Tag: consolidations

  • Austin ISD eyes school consolidations as enrollment keeps dropping

    Austin ISD eyes school consolidations as enrollment keeps dropping

    Dive Brief:

    • Austin Independent School District in Texas is weighing school consolidations that could go into effect as soon as the 2026-27 school year, amid challenges with prolonged declining enrollment, Superintendent Matias Segura told families in a letter this week. 
    • The district also released a data rubric scoring each of its schools based on size, condition, student enrollment and operational costs. The scores will help inform any changes that might be necessary, including boundary adjustments, transfer policies, or school closures and consolidations, according to the district. 
    • Austin ISD lost over 10,000 students within the past decade — resulting in about 21,000 empty seats districtwide. And it’s likely that enrollment will continue to decrease, the district said.

    Dive Insight:

    “Right now, we’re serving fewer students than we did nearly 30 years ago, but we’re operating more schools than ever. That spreads us too thin and limits what we can offer each campus,” Segura said in the Aug. 11 letter to families. 

    “Consolidation is one piece of a bigger plan to reinvest in what matters most — strong academic programs, outstanding teachers, modern facilities and the wraparound supports that help every student succeed,” the superintendent said.

    District officials said they would make a draft plan available to the community before presenting proposed changes to the board of trustees on Oct. 9. The board is then to vote on a final consolidation plan on Nov. 20. 

    The rubric released Monday measures how aligned a school building is in serving students’ needs.
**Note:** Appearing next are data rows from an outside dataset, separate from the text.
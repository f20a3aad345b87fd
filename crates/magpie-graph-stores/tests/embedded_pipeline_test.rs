//! Integration tests for the embedded store behind the full pipeline.
//!
//! Resolves batches into an on-disk store, queries it, then reopens the
//! database to check that history and links survive a restart.

use std::sync::Arc;

use async_trait::async_trait;
use magpie_core::error::MagpieResult;
use magpie_core::resolution::ResolutionConfig;
use magpie_core::retrieval::RetrievalConfig;
use magpie_core::{
    AcceptAll, CanonicalIndex, EmbeddingRateLimiter, Embedder, Entity, EntityResolver, EntityStatus,
    ExtractionBatch, GraphRagEngine, GraphStore, Mention, QueryRequest, RateLimitConfig,
    RateLimitedEmbedder, Relation, SimilarityEngine,
};
use magpie_graph_stores::EmbeddedGraphStore;
use tokio_test::assert_ok;

/// Maps text containing a keyword to a fixed unit vector.
struct KeywordEmbedder;

#[async_trait]
impl Embedder for KeywordEmbedder {
    async fn embed(&self, text: &str) -> MagpieResult<Vec<f32>> {
        let lowered = text.to_lowercase();
        Ok(if lowered.contains("acme") {
            vec![1.0, 0.0]
        } else if lowered.contains("coyote") {
            vec![0.0, 1.0]
        } else {
            vec![0.7, 0.7]
        })
    }

    fn dimension(&self) -> usize {
        2
    }

    fn model_name(&self) -> &str {
        "keyword"
    }
}

fn limiter() -> Arc<EmbeddingRateLimiter> {
    Arc::new(EmbeddingRateLimiter::new(&RateLimitConfig::default()).unwrap())
}

fn resolver(
    store: Arc<EmbeddedGraphStore>,
    limiter: Arc<EmbeddingRateLimiter>,
) -> EntityResolver<Arc<EmbeddedGraphStore>, AcceptAll> {
    let config = ResolutionConfig::default();
    let index = Arc::new(CanonicalIndex::new(config.blocking_prefix_len));
    EntityResolver::new(store, AcceptAll, SimilarityEngine::default(), config, index)
        .unwrap()
        .with_embedder(RateLimitedEmbedder::new(KeywordEmbedder, limiter))
}

fn first_batch() -> ExtractionBatch {
    ExtractionBatch::new("batch-1")
        .with_mention(Mention::new("m1", "Acme Corp", "doc-1", 0, 9))
        .with_mention(Mention::new("m2", "ACME Corporation", "doc-1", 40, 56))
        .with_mention(Mention::new("m3", "Wile E. Coyote", "doc-1", 80, 94))
        .with_entity(
            Entity::new("e1", "Acme Corp")
                .with_type("organization")
                .with_attribute("country", "US")
                .with_confidence(0.9)
                .with_mention("m1"),
        )
        .with_entity(
            Entity::new("e2", "ACME Corporation")
                .with_type("organization")
                .with_attribute("founded", "1947")
                .with_confidence(0.6)
                .with_mention("m2"),
        )
        .with_entity(
            Entity::new("e3", "Wile E. Coyote")
                .with_type("person")
                .with_confidence(0.8)
                .with_mention("m3"),
        )
        .with_relation(
            Relation::between("r1", "e3", "ex:worksFor", "e2")
                .with_confidence(0.9)
                .with_grounding(0.95),
        )
        .with_relation(Relation::between("r2", "e3", "ex:owns", "e1").with_grounding(0.3))
}

fn second_batch() -> ExtractionBatch {
    ExtractionBatch::new("batch-2").with_entity(
        Entity::new("e9", "ACME Corp.")
            .with_type("organization")
            .with_confidence(0.7),
    )
}

#[tokio::test]
async fn test_resolve_link_and_query() {
    let store = Arc::new(EmbeddedGraphStore::in_memory().unwrap());
    let limiter = limiter();
    let resolver = resolver(Arc::clone(&store), Arc::clone(&limiter));

    let first = assert_ok!(resolver.resolve_batch(&first_batch()).await);
    let acme = first
        .clusters
        .iter()
        .find(|c| c.member_ids.contains("e2"))
        .unwrap();
    assert_eq!(acme.canonical_entity_id, "e1");
    assert_eq!(first.rejected_relations.len(), 1);
    assert_eq!(first.rejected_relations[0].relation.id, "r2");

    let canonical = store.get_entity("e1").await.unwrap().unwrap();
    assert_eq!(canonical.attributes.get("founded").map(String::as_str), Some("1947"));
    assert!(canonical.embedding.is_some());

    let second = assert_ok!(resolver.resolve_batch(&second_batch()).await);
    assert_eq!(second.links.len(), 1);
    assert_eq!(second.links[0].to_canonical_entity_id, "e1");

    let engine = GraphRagEngine::new(
        Arc::clone(&store),
        RateLimitedEmbedder::new(KeywordEmbedder, Arc::clone(&limiter)),
        RetrievalConfig::default(),
    )
    .unwrap();
    let result = assert_ok!(engine.query(&QueryRequest::new("Who works for Acme?")).await);

    assert!(!result.partial);
    assert_eq!(result.fused[0].id, "e1");
    assert!(result.fused.iter().all(|item| item.id != "e2" && item.id != "e9"));
    assert!(result.fused.iter().any(|item| item.id == "e3"));
    assert!(result
        .context
        .starts_with("Entity: Acme Corp [organization] {country=US, founded=1947}"));
    assert!(result.context.contains("Wile E. Coyote --ex:worksFor--> Acme Corp (0.90)"));
    assert!(!result.context.contains("ex:owns"));
}

#[tokio::test]
async fn test_store_survives_reopen() {
    let temp_dir = tempfile::tempdir().unwrap();
    let db_path = temp_dir.path().join("graph.db");

    {
        let store = Arc::new(EmbeddedGraphStore::new(&db_path).unwrap());
        let resolver = resolver(Arc::clone(&store), limiter());
        assert_ok!(resolver.resolve_batch(&first_batch()).await);
        assert_ok!(resolver.resolve_batch(&second_batch()).await);
    }

    let store = Arc::new(EmbeddedGraphStore::new(&db_path).unwrap());
    assert_eq!(store.entity_count().unwrap(), 4);
    assert_eq!(store.relation_count().unwrap(), 1);
    assert_eq!(
        store.active_same_as_link("e9").await.unwrap().unwrap().to_canonical_entity_id,
        "e1"
    );
    assert_eq!(
        store.get_entity("e2").await.unwrap().unwrap().status,
        EntityStatus::Retired {
            canonical_id: "e1".to_string()
        }
    );
    assert_eq!(store.rejected_relations(Some("batch-1")).await.unwrap().len(), 1);
    assert_eq!(store.linked_aliases("e1").await.unwrap(), vec!["e2", "e9"]);

    let hits = store.search_embeddings(&[1.0, 0.0], 10).await.unwrap();
    assert!(hits.iter().any(|(id, _)| id == "e1"));

    // A restarted resolver hydrates its index from disk and still links.
    let resolver = resolver(Arc::clone(&store), limiter());
    let third = assert_ok!(
        resolver
            .resolve_batch(&ExtractionBatch::new("batch-3").with_entity(
                Entity::new("e10", "Acme Corp").with_type("organization")
            ))
            .await
    );
    assert_eq!(third.links[0].to_canonical_entity_id, "e1");
}

#[tokio::test]
async fn test_resubmitting_a_batch_is_idempotent() {
    let store = Arc::new(EmbeddedGraphStore::in_memory().unwrap());
    let resolver = resolver(Arc::clone(&store), limiter());

    assert_ok!(resolver.resolve_batch(&first_batch()).await);
    let again = assert_ok!(resolver.resolve_batch(&first_batch()).await);

    assert!(again.links.is_empty());
    assert_eq!(store.entity_history("e1").unwrap().len(), 1);
    assert_eq!(store.relation_count().unwrap(), 1);
    assert_eq!(store.commit_count("batch-1").unwrap(), 2);
}
//! Ontology validator trait.

use crate::types::{Entity, Relation};

/// Outcome of an ontology check.
#[derive(Debug, Clone, PartialEq, Eq)]
pub enum Verdict {
    /// The item conforms to the ontology.
    Accept,
    /// The item violates the ontology, with a reason for reviewers.
    Reject(String),
}

impl Verdict {
    /// Whether the item was accepted.
    pub fn is_accept(&self) -> bool {
        matches!(self, Self::Accept)
    }
}

/// Class/property validation service consulted during filtering.
#[cfg_attr(test, mockall::automock)]
pub trait OntologyValidator: Send + Sync {
    /// Check an entity's types and attributes.
    fn validate_entity(&self, entity: &Entity) -> Verdict;

    /// Check a relation's predicate and endpoints.
    fn validate_relation(&self, relation: &Relation) -> Verdict;
}

/// Validator that accepts everything. Used when no ontology is configured.
#[derive(Debug, Clone, Copy, Default)]
pub struct AcceptAll;

impl OntologyValidator for AcceptAll {
    fn validate_entity(&self, _entity: &Entity) -> Verdict {
        Verdict::Accept
    }

    fn validate_relation(&self, _relation: &Relation) -> Verdict {
        Verdict::Accept
    }
}
//! Graph store trait.

use std::sync::Arc;

use async_trait::async_trait;

use crate::error::MagpieResult;
use crate::types::{BlockingKey, Entity, RejectedRelation, Relation, ResolutionCommit, SameAsLink};

/// Core GraphStore trait - persistent storage for committed resolution output.
///
/// Implementations keep entities and embeddings as an append/supersede log
/// and same-as links, clusters and rejected relations as append-only logs.
/// Reads never mutate history.
#[async_trait]
pub trait GraphStore: Send + Sync {
    /// Persist the output of one resolution pass atomically.
    async fn commit(&self, commit: &ResolutionCommit) -> MagpieResult<()>;

    /// Current revision of an entity, active or retired.
    async fn get_entity(&self, id: &str) -> MagpieResult<Option<Entity>>;

    /// Currently-canonical entities under a blocking key: active, not absorbed
    /// into a cluster, and without an outgoing same-as link.
    async fn canonical_entities(&self, key: &BlockingKey) -> MagpieResult<Vec<Entity>>;

    /// The active (highest-confidence) same-as link leaving an entity.
    async fn active_same_as_link(&self, from_entity_id: &str) -> MagpieResult<Option<SameAsLink>>;

    /// Entities whose identity resolves to `canonical_id`: retired cluster
    /// members and same-as sources, followed transitively.
    async fn linked_aliases(&self, canonical_id: &str) -> MagpieResult<Vec<String>>;

    /// Stored relations with `entity_id` as subject or object.
    async fn relations_touching(&self, entity_id: &str) -> MagpieResult<Vec<Relation>>;

    /// Nearest active entities by embedding similarity, best first.
    async fn search_embeddings(&self, query: &[f32], limit: usize) -> MagpieResult<Vec<(String, f32)>>;

    /// Relations held for review, optionally restricted to one batch.
    async fn rejected_relations(&self, batch_id: Option<&str>) -> MagpieResult<Vec<RejectedRelation>>;
}

#[async_trait]
impl<T: GraphStore + ?Sized> GraphStore for Arc<T> {
    async fn commit(&self, commit: &ResolutionCommit) -> MagpieResult<()> {
        (**self).commit(commit).await
    }

    async fn get_entity(&self, id: &str) -> MagpieResult<Option<Entity>> {
        (**self).get_entity(id).await
    }

    async fn canonical_entities(&self, key: &BlockingKey) -> MagpieResult<Vec<Entity>> {
        (**self).canonical_entities(key).await
    }

    async fn active_same_as_link(&self, from_entity_id: &str) -> MagpieResult<Option<SameAsLink>> {
        (**self).active_same_as_link(from_entity_id).await
    }

    async fn linked_aliases(&self, canonical_id: &str) -> MagpieResult<Vec<String>> {
        (**self).linked_aliases(canonical_id).await
    }

    async fn relations_touching(&self, entity_id: &str) -> MagpieResult<Vec<Relation>> {
        (**self).relations_touching(entity_id).await
    }

    async fn search_embeddings(&self, query: &[f32], limit: usize) -> MagpieResult<Vec<(String, f32)>> {
        (**self).search_embeddings(query, limit).await
    }

    async fn rejected_relations(&self, batch_id: Option<&str>) -> MagpieResult<Vec<RejectedRelation>> {
        (**self).rejected_relations(batch_id).await
    }
}
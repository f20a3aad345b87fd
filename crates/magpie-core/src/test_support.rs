//! In-memory collaborators for unit tests.

use std::collections::{BTreeMap, BTreeSet, VecDeque};
use std::sync::atomic::{AtomicUsize, Ordering};
use std::sync::Mutex;

use async_trait::async_trait;
use ordered_float::OrderedFloat;

use crate::error::{MagpieError, MagpieResult};
use crate::resolution::{LinkLookup, SameAsLinkLog};
use crate::similarity::cosine_similarity;
use crate::traits::{Embedder, GraphStore};
use crate::types::{
    BlockingKey, Entity, EntityCluster, EntityStatus, RejectedRelation, Relation, ResolutionCommit,
    SameAsLink,
};

#[derive(Default)]
struct State {
    entities: BTreeMap<String, Entity>,
    links: SameAsLinkLog,
    clusters: Vec<EntityCluster>,
    relations: BTreeMap<String, Relation>,
    rejected: Vec<(String, RejectedRelation)>,
}

/// Minimal `GraphStore` with failure injection.
#[derive(Default)]
pub(crate) struct MemoryStore {
    state: Mutex<State>,
    failing_commits: AtomicUsize,
    commits: AtomicUsize,
    hydrations: AtomicUsize,
}

impl MemoryStore {
    pub(crate) fn new() -> Self {
        Self::default()
    }

    /// Make the next `n` commits fail with a retryable error.
    pub(crate) fn fail_next_commits(&self, n: usize) {
        self.failing_commits.store(n, Ordering::SeqCst);
    }

    pub(crate) fn commits(&self) -> usize {
        self.commits.load(Ordering::SeqCst)
    }

    pub(crate) fn hydrations(&self) -> usize {
        self.hydrations.load(Ordering::SeqCst)
    }

    pub(crate) fn cluster_count(&self) -> usize {
        self.state.lock().map(|s| s.clusters.len()).unwrap_or(0)
    }

    /// Append a link directly, bypassing resolution.
    pub(crate) fn insert_link(&self, link: SameAsLink) {
        if let Ok(mut state) = self.state.lock() {
            state.links.append(link);
        }
    }

    fn lock(&self) -> MagpieResult<std::sync::MutexGuard<'_, State>> {
        self.state
            .lock()
            .map_err(|e| MagpieError::internal(format!("Lock error: {}", e)))
    }
}

#[async_trait]
impl GraphStore for MemoryStore {
    async fn commit(&self, commit: &ResolutionCommit) -> MagpieResult<()> {
        let remaining = self.failing_commits.load(Ordering::SeqCst);
        if remaining > 0 {
            self.failing_commits.store(remaining - 1, Ordering::SeqCst);
            return Err(MagpieError::graph_store("injected commit failure"));
        }

        let mut state = self.lock()?;
        for entity in &commit.entities {
            state.entities.insert(entity.id.clone(), entity.clone());
        }
        for link in &commit.links {
            state.links.append(link.clone());
        }
        state.clusters.extend(commit.clusters.iter().cloned());
        for relation in &commit.relations {
            state.relations.insert(relation.id.clone(), relation.clone());
        }
        for rejected in &commit.rejected_relations {
            state.rejected.push((commit.batch_id.clone(), rejected.clone()));
        }
        self.commits.fetch_add(1, Ordering::SeqCst);
        Ok(())
    }

    async fn get_entity(&self, id: &str) -> MagpieResult<Option<Entity>> {
        Ok(self.lock()?.entities.get(id).cloned())
    }

    async fn canonical_entities(&self, key: &BlockingKey) -> MagpieResult<Vec<Entity>> {
        self.hydrations.fetch_add(1, Ordering::SeqCst);
        let state = self.lock()?;
        Ok(state
            .entities
            .values()
            .filter(|e| e.is_active() && state.links.active_link(&e.id).is_none())
            .filter(|e| e.blocking_keys(3).contains(key))
            .cloned()
            .collect())
    }

    async fn active_same_as_link(&self, from_entity_id: &str) -> MagpieResult<Option<SameAsLink>> {
        Ok(self.lock()?.links.active_link(from_entity_id).cloned())
    }

    async fn linked_aliases(&self, canonical_id: &str) -> MagpieResult<Vec<String>> {
        let state = self.lock()?;
        let mut seen = BTreeSet::new();
        let mut queue = VecDeque::from([canonical_id.to_string()]);
        while let Some(current) = queue.pop_front() {
            let retired = state.entities.values().filter_map(|e| match &e.status {
                EntityStatus::Retired { canonical_id } if *canonical_id == current => {
                    Some(e.id.clone())
                }
                _ => None,
            });
            let linked = state.links.sources_of(&current).into_iter().map(str::to_string);
            for alias in retired.chain(linked).collect::<Vec<_>>() {
                if alias != canonical_id && seen.insert(alias.clone()) {
                    queue.push_back(alias);
                }
            }
        }
        Ok(seen.into_iter().collect())
    }

    async fn relations_touching(&self, entity_id: &str) -> MagpieResult<Vec<Relation>> {
        Ok(self
            .lock()?
            .relations
            .values()
            .filter(|r| r.entity_ids().any(|id| id == entity_id))
            .cloned()
            .collect())
    }

    async fn search_embeddings(&self, query: &[f32], limit: usize) -> MagpieResult<Vec<(String, f32)>> {
        let state = self.lock()?;
        let mut hits: Vec<(String, f32)> = state
            .entities
            .values()
            .filter(|e| e.is_active())
            .filter_map(|e| {
                let vector = &e.embedding.as_ref()?.vector;
                Some((e.id.clone(), cosine_similarity(query, vector)?))
            })
            .collect();
        hits.sort_by(|a, b| OrderedFloat(b.1).cmp(&OrderedFloat(a.1)).then_with(|| a.0.cmp(&b.0)));
        hits.truncate(limit);
        Ok(hits)
    }

    async fn rejected_relations(&self, batch_id: Option<&str>) -> MagpieResult<Vec<RejectedRelation>> {
        Ok(self
            .lock()?
            .rejected
            .iter()
            .filter(|(batch, _)| batch_id.map_or(true, |b| b == batch))
            .map(|(_, r)| r.clone())
            .collect())
    }
}

/// Embedder mapping text to a fixed vector by keyword, or failing on demand.
pub(crate) struct KeywordEmbedder {
    pub(crate) keywords: Vec<(&'static str, Vec<f32>)>,
    pub(crate) fail: bool,
    pub(crate) calls: AtomicUsize,
}

impl KeywordEmbedder {
    pub(crate) fn new(keywords: Vec<(&'static str, Vec<f32>)>) -> Self {
        Self {
            keywords,
            fail: false,
            calls: AtomicUsize::new(0),
        }
    }

    pub(crate) fn failing() -> Self {
        Self {
            keywords: Vec::new(),
            fail: true,
            calls: AtomicUsize::new(0),
        }
    }
}

#[async_trait]
impl Embedder for KeywordEmbedder {
    async fn embed(&self, text: &str) -> MagpieResult<Vec<f32>> {
        self.calls.fetch_add(1, Ordering::SeqCst);
        if self.fail {
            return Err(MagpieError::embedding("embedding backend unavailable"));
        }
        let lowered = text.to_lowercase();
        Ok(self
            .keywords
            .iter()
            .find(|(word, _)| lowered.contains(word))
            .map(|(_, v)| v.clone())
            .unwrap_or_else(|| vec![0.0; self.dimension()]))
    }

    fn dimension(&self) -> usize {
        self.keywords.first().map(|(_, v)| v.len()).unwrap_or(2)
    }

    fn model_name(&self) -> &str {
        "keyword"
    }
}
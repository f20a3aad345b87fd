//! Relation and evidence types.

use serde::{Deserialize, Serialize};

use crate::error::{ErrorCode, MagpieError, MagpieResult};

use super::check_unit_interval;

/// Provenance for a relation: the source span that supports it.
#[derive(Debug, Clone, PartialEq, Serialize, Deserialize)]
pub struct EvidenceSpan {
    /// The supporting text.
    pub text: String,
    /// Start character offset.
    pub start_char: usize,
    /// End character offset (exclusive).
    pub end_char: usize,
    /// Confidence that the span supports the relation (0.0-1.0).
    pub confidence: f32,
}

impl EvidenceSpan {
    /// Create a new evidence span.
    pub fn new(text: impl Into<String>, start_char: usize, end_char: usize, confidence: f32) -> Self {
        Self {
            text: text.into(),
            start_char,
            end_char,
            confidence,
        }
    }
}

/// Object position of a relation: another entity or a literal.
#[derive(Debug, Clone, PartialEq, Eq, Hash, Serialize, Deserialize)]
#[serde(tag = "kind", content = "value", rename_all = "snake_case")]
pub enum RelationObject {
    /// Points at another entity by id.
    Entity(String),
    /// A literal value.
    Literal(String),
}

impl RelationObject {
    /// The entity id, if the object is an entity.
    pub fn entity_id(&self) -> Option<&str> {
        match self {
            Self::Entity(id) => Some(id),
            Self::Literal(_) => None,
        }
    }
}

/// A predicate linking an entity to another entity or a literal.
///
/// Relations are read-only once created by extraction or grounding.
#[derive(Debug, Clone, PartialEq, Serialize, Deserialize)]
pub struct Relation {
    /// Unique identifier for the relation.
    pub id: String,
    /// Subject entity id.
    pub subject_entity_id: String,
    /// Predicate IRI (e.g. "http://schema.org/worksFor").
    pub predicate_iri: String,
    /// Object entity or literal.
    pub object: RelationObject,
    /// Extraction confidence (0.0-1.0).
    pub confidence: f32,
    /// Confidence that the relation is grounded in source text (0.0-1.0).
    pub grounding_confidence: f32,
    /// Supporting span, if any.
    #[serde(default, skip_serializing_if = "Option::is_none")]
    pub evidence_span: Option<EvidenceSpan>,
}

impl Relation {
    /// Create a relation between two entities.
    pub fn between(
        id: impl Into<String>,
        subject_entity_id: impl Into<String>,
        predicate_iri: impl Into<String>,
        object_entity_id: impl Into<String>,
    ) -> Self {
        Self {
            id: id.into(),
            subject_entity_id: subject_entity_id.into(),
            predicate_iri: predicate_iri.into(),
            object: RelationObject::Entity(object_entity_id.into()),
            confidence: 1.0,
            grounding_confidence: 1.0,
            evidence_span: None,
        }
    }

    /// Create a relation from an entity to a literal value.
    pub fn literal(
        id: impl Into<String>,
        subject_entity_id: impl Into<String>,
        predicate_iri: impl Into<String>,
        value: impl Into<String>,
    ) -> Self {
        Self {
            id: id.into(),
            subject_entity_id: subject_entity_id.into(),
            predicate_iri: predicate_iri.into(),
            object: RelationObject::Literal(value.into()),
            confidence: 1.0,
            grounding_confidence: 1.0,
            evidence_span: None,
        }
    }

    /// Set the extraction confidence.
    pub fn with_confidence(mut self, confidence: f32) -> Self {
        self.confidence = confidence;
        self
    }

    /// Set the grounding confidence.
    pub fn with_grounding(mut self, grounding_confidence: f32) -> Self {
        self.grounding_confidence = grounding_confidence;
        self
    }

    /// Attach an evidence span.
    pub fn with_evidence(mut self, span: EvidenceSpan) -> Self {
        self.evidence_span = Some(span);
        self
    }

    /// Entity ids this relation touches (subject, plus object if it is an entity).
    pub fn entity_ids(&self) -> impl Iterator<Item = &str> {
        std::iter::once(self.subject_entity_id.as_str()).chain(self.object.entity_id())
    }

    /// The entity on the other end of the relation from `entity_id`, if any.
    pub fn other_end(&self, entity_id: &str) -> Option<&str> {
        match self.object.entity_id() {
            Some(object) if self.subject_entity_id == entity_id => Some(object),
            Some(object) if object == entity_id => Some(self.subject_entity_id.as_str()),
            _ => None,
        }
    }

    /// Check the relation is well formed.
    pub fn validate(&self) -> MagpieResult<()> {
        if self.id.trim().is_empty() || self.subject_entity_id.trim().is_empty() {
            return Err(MagpieError::invalid_item(
                &self.id,
                ErrorCode::ValMissingField,
                "relation id or subject is empty",
            ));
        }
        if self.predicate_iri.trim().is_empty() {
            return Err(MagpieError::invalid_item(
                &self.id,
                ErrorCode::ValMissingField,
                "relation predicate is empty",
            ));
        }
        if matches!(&self.object, RelationObject::Entity(id) if id.trim().is_empty()) {
            return Err(MagpieError::invalid_item(
                &self.id,
                ErrorCode::ValMissingField,
                "relation object entity id is empty",
            ));
        }
        check_unit_interval(&self.id, "relation confidence", self.confidence)?;
        check_unit_interval(&self.id, "grounding confidence", self.grounding_confidence)?;
        if let Some(span) = &self.evidence_span {
            if span.start_char > span.end_char {
                return Err(MagpieError::invalid_item(
                    &self.id,
                    ErrorCode::ValInvalidSpan,
                    format!(
                        "evidence span start {} is after end {}",
                        span.start_char, span.end_char
                    ),
                ));
            }
            check_unit_interval(&self.id, "evidence confidence", span.confidence)?;
        }
        Ok(())
    }
}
It is not, however, a list of schools that are closing, Segura told families.

    The district said on its consolidation planning website that it will aim to minimize impact on students and families, balance enrollment among the remaining schools, create clear feeder patterns as students move from elementary to middle to high school, and focus on long-term stability for the district. 

    During the 2024-25 school year, Austin ISD enrolled 72,700 students across 113 schools, according to district data. 

    Austin ISD’s planning reflects a broader national trend as many districts reckon with declining enrollment, straining already uncertain school budgets

    The Austin announcement follows similar news from other large urban districts. 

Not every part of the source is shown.